[ASSIGNED TASK] Find every line below where the word "POST" occurs. Then say how many there are, giving only the number.

Saved entries:
● ● ● ●

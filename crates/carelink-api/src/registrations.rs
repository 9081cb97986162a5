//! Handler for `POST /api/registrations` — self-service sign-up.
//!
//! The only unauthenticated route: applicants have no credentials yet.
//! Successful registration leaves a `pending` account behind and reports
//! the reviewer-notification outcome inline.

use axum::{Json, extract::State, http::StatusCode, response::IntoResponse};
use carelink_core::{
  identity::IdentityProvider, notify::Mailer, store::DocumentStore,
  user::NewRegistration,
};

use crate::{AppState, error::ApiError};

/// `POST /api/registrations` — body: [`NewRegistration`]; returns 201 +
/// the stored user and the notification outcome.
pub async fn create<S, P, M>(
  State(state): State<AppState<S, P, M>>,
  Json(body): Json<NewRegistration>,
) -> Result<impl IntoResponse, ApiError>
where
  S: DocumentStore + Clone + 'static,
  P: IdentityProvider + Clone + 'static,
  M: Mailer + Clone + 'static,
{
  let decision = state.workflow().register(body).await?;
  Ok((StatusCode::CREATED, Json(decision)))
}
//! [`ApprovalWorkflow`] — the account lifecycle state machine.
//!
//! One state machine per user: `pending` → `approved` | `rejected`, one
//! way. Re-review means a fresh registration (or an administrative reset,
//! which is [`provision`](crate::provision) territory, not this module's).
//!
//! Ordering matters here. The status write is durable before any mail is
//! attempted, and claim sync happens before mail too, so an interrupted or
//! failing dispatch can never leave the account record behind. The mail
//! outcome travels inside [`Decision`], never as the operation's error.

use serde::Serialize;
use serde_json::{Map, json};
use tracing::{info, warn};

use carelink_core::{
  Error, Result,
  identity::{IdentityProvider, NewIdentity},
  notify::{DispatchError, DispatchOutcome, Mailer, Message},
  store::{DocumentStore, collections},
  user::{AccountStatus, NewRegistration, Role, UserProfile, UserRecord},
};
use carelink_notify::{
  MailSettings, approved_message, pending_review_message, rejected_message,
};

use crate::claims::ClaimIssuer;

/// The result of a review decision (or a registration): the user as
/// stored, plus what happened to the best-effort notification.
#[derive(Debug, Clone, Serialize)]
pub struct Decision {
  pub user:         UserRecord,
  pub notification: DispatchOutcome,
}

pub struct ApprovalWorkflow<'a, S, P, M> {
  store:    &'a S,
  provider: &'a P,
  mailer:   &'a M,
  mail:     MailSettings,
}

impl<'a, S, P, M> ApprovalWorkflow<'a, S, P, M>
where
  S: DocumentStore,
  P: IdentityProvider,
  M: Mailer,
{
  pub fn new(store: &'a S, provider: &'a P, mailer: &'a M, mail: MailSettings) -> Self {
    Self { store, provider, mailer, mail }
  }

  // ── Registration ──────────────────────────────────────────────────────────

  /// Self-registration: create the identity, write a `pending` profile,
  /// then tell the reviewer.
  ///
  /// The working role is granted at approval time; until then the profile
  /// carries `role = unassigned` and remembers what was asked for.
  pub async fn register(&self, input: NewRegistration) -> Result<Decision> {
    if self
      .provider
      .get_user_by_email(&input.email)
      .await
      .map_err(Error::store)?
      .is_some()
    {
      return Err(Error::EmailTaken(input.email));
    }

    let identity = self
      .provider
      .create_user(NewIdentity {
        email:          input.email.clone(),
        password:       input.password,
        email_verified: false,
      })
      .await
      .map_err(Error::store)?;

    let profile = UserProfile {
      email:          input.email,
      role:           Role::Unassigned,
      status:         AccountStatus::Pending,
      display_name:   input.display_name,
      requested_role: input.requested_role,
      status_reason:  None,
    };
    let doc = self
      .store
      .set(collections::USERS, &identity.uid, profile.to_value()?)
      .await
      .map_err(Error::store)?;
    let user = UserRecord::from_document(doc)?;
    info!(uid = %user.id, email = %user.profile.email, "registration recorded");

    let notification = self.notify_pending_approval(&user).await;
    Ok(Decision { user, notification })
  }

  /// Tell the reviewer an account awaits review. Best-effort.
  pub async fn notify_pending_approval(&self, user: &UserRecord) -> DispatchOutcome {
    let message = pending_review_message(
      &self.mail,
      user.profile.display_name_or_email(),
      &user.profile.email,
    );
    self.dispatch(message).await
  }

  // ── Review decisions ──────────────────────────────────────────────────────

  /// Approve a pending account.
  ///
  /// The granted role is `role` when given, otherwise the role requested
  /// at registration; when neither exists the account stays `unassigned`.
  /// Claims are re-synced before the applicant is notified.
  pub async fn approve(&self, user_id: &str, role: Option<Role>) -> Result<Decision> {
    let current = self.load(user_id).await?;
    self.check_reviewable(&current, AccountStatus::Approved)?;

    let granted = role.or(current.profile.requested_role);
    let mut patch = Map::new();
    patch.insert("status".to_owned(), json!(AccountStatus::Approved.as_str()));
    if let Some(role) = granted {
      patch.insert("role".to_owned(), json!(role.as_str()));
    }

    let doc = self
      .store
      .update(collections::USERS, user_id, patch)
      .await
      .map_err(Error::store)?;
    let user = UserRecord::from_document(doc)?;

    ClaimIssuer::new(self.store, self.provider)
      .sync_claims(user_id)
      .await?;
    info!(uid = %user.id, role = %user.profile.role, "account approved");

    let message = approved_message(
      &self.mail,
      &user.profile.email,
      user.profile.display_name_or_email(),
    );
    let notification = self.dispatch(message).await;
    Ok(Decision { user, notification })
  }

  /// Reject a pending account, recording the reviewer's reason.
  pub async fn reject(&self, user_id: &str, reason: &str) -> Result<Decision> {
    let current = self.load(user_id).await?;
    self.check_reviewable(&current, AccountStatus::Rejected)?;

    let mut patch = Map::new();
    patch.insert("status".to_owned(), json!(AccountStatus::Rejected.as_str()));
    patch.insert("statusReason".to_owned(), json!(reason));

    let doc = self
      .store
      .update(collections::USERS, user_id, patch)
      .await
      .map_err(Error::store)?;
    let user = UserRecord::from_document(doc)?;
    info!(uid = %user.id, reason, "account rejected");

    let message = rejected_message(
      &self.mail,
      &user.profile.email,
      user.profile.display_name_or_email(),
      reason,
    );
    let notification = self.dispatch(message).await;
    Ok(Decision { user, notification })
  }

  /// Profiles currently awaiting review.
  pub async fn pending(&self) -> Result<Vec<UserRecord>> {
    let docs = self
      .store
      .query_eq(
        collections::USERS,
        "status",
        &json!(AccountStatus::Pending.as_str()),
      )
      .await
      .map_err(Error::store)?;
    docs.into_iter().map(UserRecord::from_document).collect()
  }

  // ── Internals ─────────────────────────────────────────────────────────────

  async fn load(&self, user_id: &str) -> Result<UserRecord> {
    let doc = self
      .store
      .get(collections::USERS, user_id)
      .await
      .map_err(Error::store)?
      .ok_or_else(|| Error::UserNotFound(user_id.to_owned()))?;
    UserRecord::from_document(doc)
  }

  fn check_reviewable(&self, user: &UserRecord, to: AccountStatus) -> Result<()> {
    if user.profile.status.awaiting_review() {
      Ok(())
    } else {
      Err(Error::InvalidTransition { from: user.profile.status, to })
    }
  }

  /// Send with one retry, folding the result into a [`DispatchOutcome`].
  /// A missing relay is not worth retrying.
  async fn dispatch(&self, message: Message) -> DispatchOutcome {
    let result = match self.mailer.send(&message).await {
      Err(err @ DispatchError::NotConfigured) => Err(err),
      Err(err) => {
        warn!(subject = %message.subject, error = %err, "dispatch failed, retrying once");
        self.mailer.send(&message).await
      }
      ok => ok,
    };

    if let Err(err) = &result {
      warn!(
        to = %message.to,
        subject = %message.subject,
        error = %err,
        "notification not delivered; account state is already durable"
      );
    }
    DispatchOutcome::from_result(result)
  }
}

● ● ● ●

[RESULT OF THE TASK] 2